Bei Blasmusik, Freibier und Bratwürstl feierten die Mühlhausener seit rund 2 ½ Jahren wieder ganz ungezwungen das erste Fest im Dorf nach der Corona-Pandemie. Alle Mühlhausener stehen hinter der Entscheidung für einen „grünen“ Maibaum.

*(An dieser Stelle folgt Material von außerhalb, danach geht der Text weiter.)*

//! Part handles with explicit pending/ready/failed state
//!
//! A [`Part`] is a cheap-clone handle shared between the cache, the
//! worker that fulfills it and any caller awaiting it. The pending state
//! is first-class: duplicate-request suppression in the cache is a check
//! on the stored handle, and a failed handle is removed so the next
//! request retries.
//!
//! All mutable state lives under one mutex; a condvar wakes waiters when
//! the handle settles.

use std::sync::{Arc, Condvar, Mutex};
use std::time::{Duration, Instant};

/// Parsed visual layer plus creator attribution for one variant
#[derive(Debug, Clone, PartialEq, Eq)]
pub struct PartLayer {
    /// Raw markup of the variant's single top-level `<g>` element
    pub markup: Arc<str>,
    pub creator: String,
}

/// Resolution state of a cache entry
#[derive(Debug, Clone, Copy, PartialEq, Eq)]
pub enum PartStatus {
    /// Fetch issued, not settled yet
    Pending,
    Ready,
    Failed,
}

#[derive(Debug)]
struct PartState {
    status: PartStatus,
    layer: Option<Arc<PartLayer>>,
    error: Option<String>,
}

/// Outcome of waiting on a handle
#[derive(Debug, Clone, PartialEq, Eq)]
pub enum PartWait {
    Failed(String),
    Timeout,
}

/// Pending-or-resolved part, shared between cache, workers and callers
#[derive(Debug, Clone)]
pub struct Part {
    shared: Arc<(Mutex<PartState>, Condvar)>,
}

impl Part {
    /// New handle in the pending state
    pub fn pending() -> Self {
        Self {
            shared: Arc::new((
                Mutex::new(PartState {
                    status: PartStatus::Pending,
                    layer: None,
                    error: None,
                }),
                Condvar::new(),
            )),
        }
    }

    pub fn status(&self) -> PartStatus {
        self.lock().status
    }

    /// Resolved layer, if the handle has settled successfully
    pub fn layer(&self) -> Option<Arc<PartLayer>> {
        self.lock().layer.clone()
    }

    /// Settle the handle with a resolved layer and wake waiters
    pub fn fulfill(&self, layer: PartLayer) {
        let (state, cvar) = &*self.shared;
        let mut guard = state.lock().unwrap_or_else(|e| e.into_inner());
        guard.status = PartStatus::Ready;
        guard.layer = Some(Arc::new(layer));
        cvar.notify_all();
    }

    /// Settle the handle as failed and wake waiters
    pub fn fail(&self, reason: impl Into<String>) {
        let (state, cvar) = &*self.shared;
        let mut guard = state.lock().unwrap_or_else(|e| e.into_inner());
        guard.status = PartStatus::Failed;
        guard.error = Some(reason.into());
        cvar.notify_all();
    }

    /// Block until the handle settles or the timeout elapses
    pub fn wait_ready(&self, timeout: Duration) -> Result<Arc<PartLayer>, PartWait> {
        let (state, cvar) = &*self.shared;
        let deadline = Instant::now() + timeout;
        let mut guard = state.lock().unwrap_or_else(|e| e.into_inner());

        loop {
            match guard.status {
                PartStatus::Ready => {
                    // layer is always set together with Ready
                    let layer = guard.layer.clone().ok_or(PartWait::Timeout)?;
                    return Ok(layer);
                }
                PartStatus::Failed => {
                    let reason = guard.error.clone().unwrap_or_else(|| "fetch failed".into());
                    return Err(PartWait::Failed(reason));
                }
                PartStatus::Pending => {
                    let now = Instant::now();
                    if now >= deadline {
                        return Err(PartWait::Timeout);
                    }
                    let (g, _res) = cvar
                        .wait_timeout(guard, deadline - now)
                        .unwrap_or_else(|e| e.into_inner());
                    guard = g;
                }
            }
        }
    }

    /// Whether two handles refer to the same cache entry
    pub fn same_handle(&self, other: &Part) -> bool {
        Arc::ptr_eq(&self.shared, &other.shared)
    }

    fn lock(&self) -> std::sync::MutexGuard<'_, PartState> {
        self.shared.0.lock().unwrap_or_else(|e| e.into_inner())
    }
}
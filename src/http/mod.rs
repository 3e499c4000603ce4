//! HTTP server module
//!
//! This module handles HTTP request routing and handling:
//! - Axum router with the three video endpoints
//! - Request handlers and error-to-status mapping
//! - API docs, health, and version endpoints
//! - CORS middleware

pub mod handlers;
pub mod routes;

pub use routes::create_router;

Für Manfred Gammel, langjährigen Kommandanten ist es nichts ungewöhnliches, denn „früher, als die Dorfgemeinschaft noch den Maibaum organisiert hatte, gab es nur Natur-Maibäume“. Anna Neitzert ist der Meinung „schee is a scho, aber der weißblaue is noch sheener“.
Bernhard Karl ist auch sehr zufrieden, denn vom „Schlagen des Baumes bis zum Aufstellen hat es nur rund 24 Stunden gedauert“. Allerdings muss der Naturbaum nach einem Jahr wieder umgelegt werden und ein weiß-blauer Baum ist doch Tradition in Mühlhausen. Deshalb wäre es für ihn schon wichtig, die Bedingungen für das „Maibaumstehlen“ in gewisser Weise festzuschreiben, damit „die dreisten Fälle“ eingeschränkt werden. Mit Spannung warten jetzt die Mühlhausener auf die Rückgabe des gestohlenen Baumstammes.